Abstract: The author discusses Hernandez's enriching and clarifying paper, which directs us to the limitations of language with regard to affective movements that barely attain the condition of thinkability and thereby to the important and confusing topic of enactments, which are the lingua franca for the communication of dangerous and repudiated affects. Enactments bridge the interface between what is expressible and inexpressible, between what is forgotten and what is pressing for revival between reality and fantasy and also between one-person and two-person psychologies. Conceptually the term enactment facilitates the integration of the concepts of fantasy, projective identification and counter transference.
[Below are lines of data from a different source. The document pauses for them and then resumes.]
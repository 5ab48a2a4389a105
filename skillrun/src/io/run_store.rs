//! Filesystem-backed run directories and artifacts.

use std::fs;
use std::path::{Path, PathBuf};

use anyhow::{Context, Result, anyhow};
use chrono::Local;
use tracing::debug;
use uuid::Uuid;

pub const EVENTS_FILE: &str = "events.jsonl";
pub const DRY_RUN_PROMPT_FILE: &str = "dry_run_prompt.txt";
pub const FINAL_SUMMARY_FILE: &str = "final_summary.md";

/// `YYYYMMDD-HHMMSS-<8 hex>`.
pub fn generate_run_id() -> String {
    let stamp = Local::now().format("%Y%m%d-%H%M%S");
    let suffix = Uuid::new_v4().simple().to_string();
    format!("{stamp}-{}", &suffix[..8])
}

/// A run directory plus the artifact-name prefix used for this run's files.
///
/// Session runs share one directory and distinguish their artifacts by prefix.
#[derive(Debug, Clone, PartialEq, Eq)]
pub struct RunStore {
    run_id: String,
    run_dir: PathBuf,
    artifact_prefix: Option<String>,
}

impl RunStore {
    /// Create (or reuse) `<base_dir>/<run_id>`.
    pub fn create(base_dir: &Path, run_id: &str, artifact_prefix: Option<&str>) -> Result<Self> {
        let run_dir = base_dir.join(run_id);
        fs::create_dir_all(&run_dir)
            .with_context(|| format!("create run dir {}", run_dir.display()))?;
        debug!(run_dir = %run_dir.display(), "run directory ready");
        Ok(Self {
            run_id: run_id.to_string(),
            run_dir,
            artifact_prefix: artifact_prefix
                .map(str::trim)
                .filter(|prefix| !prefix.is_empty())
                .map(str::to_string),
        })
    }

    pub fn run_id(&self) -> &str {
        &self.run_id
    }

    pub fn run_dir(&self) -> &Path {
        &self.run_dir
    }

    pub fn events_path(&self) -> PathBuf {
        self.run_dir.join(EVENTS_FILE)
    }

    /// Relative artifact path with the prefix inserted before the leaf name.
    pub fn artifact_name(&self, relative: &str) -> String {
        let Some(prefix) = &self.artifact_prefix else {
            return relative.to_string();
        };
        match relative.rsplit_once('/') {
            Some((dir, leaf)) => format!("{dir}/{prefix}{leaf}"),
            None => format!("{prefix}{relative}"),
        }
    }

    /// Write `content` to the prefixed artifact path, creating parents.
    pub fn write_artifact(&self, relative: &str, content: &str) -> Result<PathBuf> {
        let name = self.artifact_name(relative);
        if Path::new(&name).is_absolute() || name.split('/').any(|part| part == "..") {
            return Err(anyhow!("artifact path must stay inside the run dir: {name}"));
        }
        let path = self.run_dir.join(&name);
        if let Some(parent) = path.parent() {
            fs::create_dir_all(parent)
                .with_context(|| format!("create artifact dir {}", parent.display()))?;
        }
        fs::write(&path, content).with_context(|| format!("write artifact {}", path.display()))?;
        Ok(path)
    }
}

/// Locate an existing run directory by id under `base_dir`.
pub fn find_run_dir(base_dir: &Path, run_id: &str) -> Result<PathBuf> {
    let run_dir = base_dir.join(run_id);
    if !run_dir.is_dir() {
        return Err(anyhow!("run not found: {}", run_dir.display()));
    }
    Ok(run_dir)
}

#[cfg(test)]
mod tests {
    use super::*;

    #[test]
    fn run_id_has_timestamp_and_short_suffix() {
        let run_id = generate_run_id();
        let parts: Vec<&str> = run_id.split('-').collect();
        assert_eq!(parts.len(), 3);
        assert_eq!(parts[0].len(), 8);
        assert_eq!(parts[1].len(), 6);
        assert_eq!(parts[2].len(), 8);
        assert!(parts[2].chars().all(|c| c.is_ascii_hexdigit()));
    }

    #[test]
    fn prefix_is_inserted_before_leaf_name() {
        let temp = tempfile::tempdir().expect("tempdir");
        let store = RunStore::create(temp.path(), "run-1", Some("task_002_")).expect("create");
        assert_eq!(
            store.artifact_name("artifacts/turn_1_step-1_stdout.txt"),
            "artifacts/task_002_turn_1_step-1_stdout.txt"
        );
        assert_eq!(store.artifact_name("final_summary.md"), "task_002_final_summary.md");

        let path = store
            .write_artifact("artifacts/llm/decision_turn_1_attempt_1_request.txt", "body")
            .expect("write");
        assert!(path.ends_with("artifacts/llm/task_002_decision_turn_1_attempt_1_request.txt"));
        assert_eq!(fs::read_to_string(path).expect("read"), "body");
    }

    #[test]
    fn rejects_escaping_artifacts() {
        let temp = tempfile::tempdir().expect("tempdir");
        let store = RunStore::create(temp.path(), "run-1", None).expect("create");
        assert!(store.write_artifact("../outside.txt", "x").is_err());
    }

    #[test]
    fn find_run_dir_requires_existing_dir() {
        let temp = tempfile::tempdir().expect("tempdir");
        RunStore::create(temp.path(), "run-1", None).expect("create");
        assert!(find_run_dir(temp.path(), "run-1").is_ok());
        assert!(find_run_dir(temp.path(), "run-2").is_err());
    }
}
Steiner's richly detailed and moving clinical report demonstrated the value of the concept of projective identification for understanding his patient's communication of affects. The concept has been neglected until recently by many US analysts; one source of confusion has been the assumed reliability of the analyst's emotional reactions as an indicator of what the patient is feeling. The author asks whether Steiner is speaking loosely or literally when he says that his patients put their feelings into him, citing examples to demonstrate that the value of the concept of projective identification would be enhanced by a clarification of this question.